Four and a half LIM domain protein 1 as a Novel Prognostic Biomarker and Correlation with Immune Infiltration Levels in Lung Adenocarcinoma

Background: We aimed to investigate the prognostic value of Four and a half LIM domain protein 1 (FHL1) and its correlation with FHL1 and tumor-infiltration immune cells (TIICs) in lung adenocarcinoma (LUAD). Methods: FHL1 expression status and its influence on clinical characteristics in LUAD and Lung squamous cell carcinoma (LUSC) were collected based on GEPIA, TCGA, GEO, CPTAC, the HPA database, and the GTEx Portal. The ROC curve and Kaplan-Meier plots were used to assess the value of FHL1 expression levels in the diagnosis and prognosis of LUAD and LUSC. The interaction network revealed the related genes and proteins of FHL1 by GeneMANIA and STRING. The functional enrichment analysis based on FHL1 and FHL1-related differentially expression genes (DEGs) was conducted by the “clusterProfile” package and Metascape, respectively. The correlation analysis between FHL1 expression and tumor immunity was performed using TISIH, TIMER, and TISIDB. cBioPortal was used to investigate the mutation status between FHL1 and representative immune checkpoints.
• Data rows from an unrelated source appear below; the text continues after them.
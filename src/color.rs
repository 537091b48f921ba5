//! Conversions between sRGB, HSV, CIE XYZ and CIE Lab.
//!
//! Lab values are relative to the D65 illuminant seen by the 10° (CIE 1964) observer, which is
//! the reference white sticker photographs are compared under. Conversions are exact inverses up
//! to floating point rounding: any [`Rgb`] survives a trip through [`Lab`] and back unchanged
//! within one unit per channel.

use std::fmt::{Display, Formatter};
use std::str::FromStr;

use crate::error::ColorParsingError;

/// D65 / 10° reference white.
const REFERENCE_X: f64 = 94.811;
const REFERENCE_Y: f64 = 100.0;
const REFERENCE_Z: f64 = 107.304;

// CIE constants for the piecewise cube root
const EPSILON: f64 = 0.008856;
const KAPPA_SLOPE: f64 = 7.787;
const KAPPA_OFFSET: f64 = 16.0 / 116.0;

/// An 8 bit sRGB color as sampled from a camera frame.
#[derive(Copy, Clone, Debug, Default, Eq, Hash, Ord, PartialEq, PartialOrd)]
pub struct Rgb(pub u8, pub u8, pub u8);

impl Rgb {
    /// Reference used to tell blue stickers from green ones.
    pub const PURE_BLUE: Rgb = Rgb(0, 0, 255);

    /// Channels as floats, in `[0, 255]`.
    pub fn channels(&self) -> [f64; 3] {
        [self.0 as f64, self.1 as f64, self.2 as f64]
    }

    /// Shorthand for [`Lab::from`].
    pub fn to_lab(&self) -> Lab {
        Lab::from(*self)
    }
}

impl Display for Rgb {
    fn fmt(&self, f: &mut Formatter<'_>) -> std::fmt::Result {
        write!(f, "#{:02x}{:02x}{:02x}", self.0, self.1, self.2)
    }
}

impl FromStr for Rgb {
    type Err = ColorParsingError;

    /// Parse `#rrggbb` (the leading `#` is optional).
    fn from_str(s: &str) -> Result<Self, Self::Err> {
        let digits = s.trim().trim_start_matches('#');
        if digits.len() != 6 || !digits.chars().all(|c| c.is_ascii_hexdigit()) {
            return Err(ColorParsingError::InvalidHex(s.to_string()));
        }

        let packed = u32::from_str_radix(digits, 16)
            .map_err(|_| ColorParsingError::InvalidHex(s.to_string()))?;

        Ok(Rgb((packed >> 16) as u8, (packed >> 8 & 0xff) as u8, (packed & 0xff) as u8))
    }
}

impl From<[u8; 3]> for Rgb {
    fn from(value: [u8; 3]) -> Self {
        Rgb(value[0], value[1], value[2])
    }
}

/// Hue, saturation and value, each in `[0, 1]`.
#[derive(Copy, Clone, Debug, PartialEq)]
pub struct Hsv {
    /// Hue as a fraction of a full turn.
    pub h: f64,
    /// Saturation.
    pub s: f64,
    /// Value, the largest channel.
    pub v: f64,
}

impl From<Rgb> for Hsv {
    fn from(rgb: Rgb) -> Self {
        let [r, g, b] = rgb.channels().map(|c| c / 255.0);

        let max = r.max(g).max(b);
        let min = r.min(g).min(b);
        let d = max - min;

        let s = if max == 0.0 { 0.0 } else { d / max };
        let h = if d == 0.0 {
            0.0
        } else if max == r {
            (g - b) / d + if g < b { 6.0 } else { 0.0 }
        } else if max == g {
            (b - r) / d + 2.0
        } else {
            (r - g) / d + 4.0
        };

        Hsv { h: h / 6.0, s, v: max }
    }
}

/// CIE 1931 XYZ tristimulus values, scaled so that Y of white is 100.
#[derive(Copy, Clone, Debug, PartialEq)]
pub struct Xyz {
    /// X tristimulus.
    pub x: f64,
    /// Y tristimulus, the luminance.
    pub y: f64,
    /// Z tristimulus.
    pub z: f64,
}

impl Xyz {
    /// Convert sRGB channels in `[0, 255]`. Channels are floats so that averaged colors can be
    /// converted without rounding first.
    pub fn from_channels(channels: [f64; 3]) -> Self {
        let [r, g, b] = channels.map(|c| {
            let c = c / 255.0;
            let linear = if c > 0.04045 { ((c + 0.055) / 1.055).powf(2.4) } else { c / 12.92 };
            linear * 100.0
        });

        Xyz {
            x: r * 0.4124564 + g * 0.3575761 + b * 0.1804375,
            y: r * 0.2126729 + g * 0.7151522 + b * 0.0721750,
            z: r * 0.0193339 + g * 0.1191920 + b * 0.9503041,
        }
    }

    /// Convert back to 8 bit sRGB, rounding and clamping out of gamut values.
    pub fn to_rgb(&self) -> Rgb {
        let (x, y, z) = (self.x / 100.0, self.y / 100.0, self.z / 100.0);

        let linear = [
            x * 3.2404542 + y * -1.5371385 + z * -0.4985314,
            x * -0.9692660 + y * 1.8760108 + z * 0.0415560,
            x * 0.0556434 + y * -0.2040259 + z * 1.0572252,
        ];

        let [r, g, b] = linear.map(|c| {
            let encoded = if c > 0.0031308 { 1.055 * c.powf(1.0 / 2.4) - 0.055 } else { 12.92 * c };
            (encoded * 255.0).round().clamp(0.0, 255.0) as u8
        });

        Rgb(r, g, b)
    }

    /// Convert to Lab against the D65/10° white.
    pub fn to_lab(&self) -> Lab {
        let f = |t: f64| if t > EPSILON { t.cbrt() } else { KAPPA_SLOPE * t + KAPPA_OFFSET };

        let x = f(self.x / REFERENCE_X);
        let y = f(self.y / REFERENCE_Y);
        let z = f(self.z / REFERENCE_Z);

        Lab {
            l: 116.0 * y - 16.0,
            a: 500.0 * (x - y),
            b: 200.0 * (y - z),
        }
    }
}

impl From<Rgb> for Xyz {
    fn from(rgb: Rgb) -> Self {
        Xyz::from_channels(rgb.channels())
    }
}

/// A CIE L*a*b* color.
#[derive(Copy, Clone, Debug, Default, PartialEq)]
pub struct Lab {
    /// Lightness, 0 to 100.
    pub l: f64,
    /// Green (negative) to red (positive).
    pub a: f64,
    /// Blue (negative) to yellow (positive).
    pub b: f64,
}

impl Lab {
    /// Create a Lab color from its components.
    pub const fn new(l: f64, a: f64, b: f64) -> Self {
        Self { l, a, b }
    }

    /// Convert float sRGB channels in `[0, 255]`, see [`Xyz::from_channels`].
    pub fn from_channels(channels: [f64; 3]) -> Self {
        Xyz::from_channels(channels).to_lab()
    }

    /// Invert [`Xyz::to_lab`].
    pub fn to_xyz(&self) -> Xyz {
        let y = (self.l + 16.0) / 116.0;
        let x = self.a / 500.0 + y;
        let z = y - self.b / 200.0;

        let f_inv = |t: f64| {
            let cube = t.powi(3);
            if cube > EPSILON { cube } else { (t - KAPPA_OFFSET) / KAPPA_SLOPE }
        };

        Xyz {
            x: f_inv(x) * REFERENCE_X,
            y: f_inv(y) * REFERENCE_Y,
            z: f_inv(z) * REFERENCE_Z,
        }
    }

    /// Convert back to 8 bit sRGB through XYZ.
    pub fn to_rgb(&self) -> Rgb {
        self.to_xyz().to_rgb()
    }
}

impl From<Rgb> for Lab {
    fn from(rgb: Rgb) -> Self {
        Xyz::from(rgb).to_lab()
    }
}
//! One scan, start to finish.

use tracing::{debug, info};

use crate::builder::FaceletCubeBuilder;
use crate::cluster::{samples_per_face, CanonicalColorMap, ColorClusterer, ColorGroup, ColorSample};
use crate::color::Rgb;
use crate::config::SolverConfig;
use crate::error::{Result, SolutionGenerationError};
use crate::face::Face;
use crate::notation::Solution;
use crate::palette::ColorLabel;
use crate::pocket::PocketSolver;
use crate::solver::PhasedSolver;

/// What the recolored cube was handed to a solver as.
#[derive(Clone, Debug, PartialEq, Eq)]
pub enum SolverInput {
    /// 24 face letters for the 2x2 search.
    Pocket(Vec<Face>),
    /// 20 cubicle labels for the phased search.
    Cubicles(Vec<String>),
}

/// Everything one scan produced.
#[derive(Clone, Debug)]
pub struct ScanOutcome {
    /// Stickers along each edge.
    pub size: usize,
    /// The labeled color groups.
    pub groups: Vec<ColorGroup>,
    /// Every sampled color with its class.
    pub colors: CanonicalColorMap,
    /// What the solver was given.
    pub input: SolverInput,
    /// The folded solution.
    pub solution: Solution,
}

/// Runs one scan from sampled colors to a solution.
///
/// The scan is delivered face by face in [`Face::SCAN_ORDER`], each face row by row as it appears
/// in the standard net. Nothing is kept between runs.
#[derive(Clone, Debug, Default)]
pub struct ScanSession {
    config: SolverConfig,
}

impl ScanSession {
    /// A session solving with `config`.
    pub fn new(config: SolverConfig) -> Self {
        Self { config }
    }

    /// The solver configuration in use.
    pub fn config(&self) -> &SolverConfig {
        &self.config
    }

    /// Parse `#rrggbb` strings and run them.
    pub fn run_hex<S: AsRef<str>>(&self, hex_colors: &[S]) -> Result<ScanOutcome> {
        let colors = hex_colors.iter()
            .map(|hex| hex.as_ref().parse::<Rgb>())
            .collect::<std::result::Result<Vec<_>, _>>()?;

        self.run(&colors)
    }

    /// Cluster, label, build and solve one scan of `6 * k * k` colors with `k` of 2 or 3.
    pub fn run(&self, colors: &[Rgb]) -> Result<ScanOutcome> {
        let per_face = samples_per_face(colors.len())?;
        let size = per_face.isqrt();
        if !(2..=3).contains(&size) {
            return Err(SolutionGenerationError::UnsupportedSize(size).into());
        }

        let clusterer = ColorClusterer::new(ColorSample::from_scan(colors)?)?;
        let groups = clusterer.cluster();
        let color_map = CanonicalColorMap::from_groups(&groups)?;
        debug!(size, distinct = color_map.len(), "colors resolved");

        // paint each sample with its group's label, so identical colors never need to be told apart
        let mut builder = FaceletCubeBuilder::<ColorLabel>::with_size(size);
        for group in &groups {
            for sample in &group.samples {
                builder.paint(sample.face, (sample.slot / size, sample.slot % size), group.label);
            }
        }
        let cube = builder.build().map_err(SolutionGenerationError::InvalidCube)?;

        let (input, solution) = match size {
            2 => {
                let facelets = cube.pocket_facelets()?;
                let solution = PocketSolver::new(&self.config).solve(&facelets)?;
                (SolverInput::Pocket(facelets), solution)
            }
            _ => {
                let cubicles = cube.cubicles()?;
                let solution = PhasedSolver::new(self.config.clone()).solve(&cubicles)?;
                (SolverInput::Cubicles(cubicles), solution)
            }
        };

        info!(size, moves = solution.len(), solution = %solution, "scan solved");

        Ok(ScanOutcome { size, groups, colors: color_map, input, solution })
    }
}
//! Error types shared by every backend.
//!
//! Everything here is fatal for a benchmark run: there is no retry and no
//! degraded path. The only fallback in the crate (accelerator to
//! general-purpose device) happens inside device selection and never
//! surfaces as an error.

use core::fmt;
use thiserror::Error;

/// The states the device-offload backend walks through, in order.
///
/// Every [`DeviceError`] remembers the state it was raised in, which is what
/// the binary prints and what the release tests inject failures against.
#[derive(Debug, Clone, Copy, PartialEq, Eq, Hash, PartialOrd, Ord)]
pub enum DeviceState {
    DiscoverPlatform,
    SelectDevice,
    CreateContext,
    CreateQueue,
    CompileProgram,
    ResolveEntryPoint,
    AllocateBuffers,
    BindArguments,
    Dispatch,
    Synchronize,
    ReadTimingInfo,
    ReadBackResults,
    Release,
}

impl DeviceState {
    /// All states in acquisition order.
    pub const ALL: [Self; 13] = [
        Self::DiscoverPlatform,
        Self::SelectDevice,
        Self::CreateContext,
        Self::CreateQueue,
        Self::CompileProgram,
        Self::ResolveEntryPoint,
        Self::AllocateBuffers,
        Self::BindArguments,
        Self::Dispatch,
        Self::Synchronize,
        Self::ReadTimingInfo,
        Self::ReadBackResults,
        Self::Release,
    ];
}

impl fmt::Display for DeviceState {
    fn fmt(&self, f: &mut fmt::Formatter<'_>) -> fmt::Result {
        let name = match self {
            Self::DiscoverPlatform => "discover platform",
            Self::SelectDevice => "select device",
            Self::CreateContext => "create context",
            Self::CreateQueue => "create queue",
            Self::CompileProgram => "compile program",
            Self::ResolveEntryPoint => "resolve entry point",
            Self::AllocateBuffers => "allocate buffers",
            Self::BindArguments => "bind arguments",
            Self::Dispatch => "dispatch",
            Self::Synchronize => "synchronize",
            Self::ReadTimingInfo => "read timing info",
            Self::ReadBackResults => "read back results",
            Self::Release => "release",
        };
        f.write_str(name)
    }
}

/// Failures of the device-offload backend.
#[derive(Debug, Error)]
pub enum DeviceError {
    /// No compute platform could be enumerated.
    #[error("no compute platform available")]
    NoPlatform,
    /// Neither an accelerator nor a general-purpose device exists.
    #[error("no accelerator or general-purpose device available on platform `{platform}`")]
    NoDevice { platform: String },
    /// The embedded kernel asset is malformed.
    #[error("kernel asset is malformed: {0}")]
    Asset(String),
    /// The kernel failed to compile. `log` is the complete compiler output.
    #[error("failed to compile kernel `{kernel}`:\n{log}")]
    Compile { kernel: String, log: String },
    /// Any other state failed.
    #[error("device failure while trying to {state}: {reason}")]
    State { state: DeviceState, reason: String },
}

impl DeviceError {
    /// Shorthand for [`DeviceError::State`].
    pub fn at(state: DeviceState, reason: impl fmt::Display) -> Self {
        Self::State {
            state,
            reason: reason.to_string(),
        }
    }

    /// The state this error was raised in.
    pub fn state(&self) -> DeviceState {
        match self {
            Self::NoPlatform => DeviceState::DiscoverPlatform,
            Self::NoDevice { .. } => DeviceState::SelectDevice,
            Self::Asset(_) | Self::Compile { .. } => DeviceState::CompileProgram,
            Self::State { state, .. } => *state,
        }
    }

    /// Whether the failure only means "this machine has no usable device".
    ///
    /// Tests use this to skip instead of fail on headless machines.
    pub fn is_unavailable(&self) -> bool {
        matches!(self, Self::NoPlatform | Self::NoDevice { .. })
    }
}

/// Top-level error of a benchmark run.
#[derive(Debug, Error)]
pub enum BenchError {
    /// Malformed or missing scalar input.
    #[error("invalid input: {0}")]
    Input(String),
    /// The host could not allocate the point buffer.
    #[error("failed to allocate a buffer of {points} points")]
    Allocation { points: usize },
    /// A worker pool of the requested size could not be built.
    #[error("failed to build worker pool: {0}")]
    WorkerPool(#[from] rayon::ThreadPoolBuildError),
    /// The device-offload backend failed.
    #[error(transparent)]
    Device(#[from] DeviceError),
}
Results: The results showed that FHL1 expression was significantly lower in tumors relative to adjacent standard samples, and downregulated FHL1 predicted a worse prognosis for LUAD than that for LUSC. Additionally, FHL1 participated in the interleukin 15 mediated signaling pathway, response to interleukin-9, and neutrophil-mediated cytotoxicity. It was also positively correlated with TIICs (B cells, CD8+T, CD4+T cells, macrophages, neutrophils, and DC), immune checkpoints (CD80, CD48, VTCN, and PVR), and chemokines (CCL5, CCL17, CCL20 and CXCL8). Conclusion: FHL1 is a powerful prognostic biomarker of immune infiltration.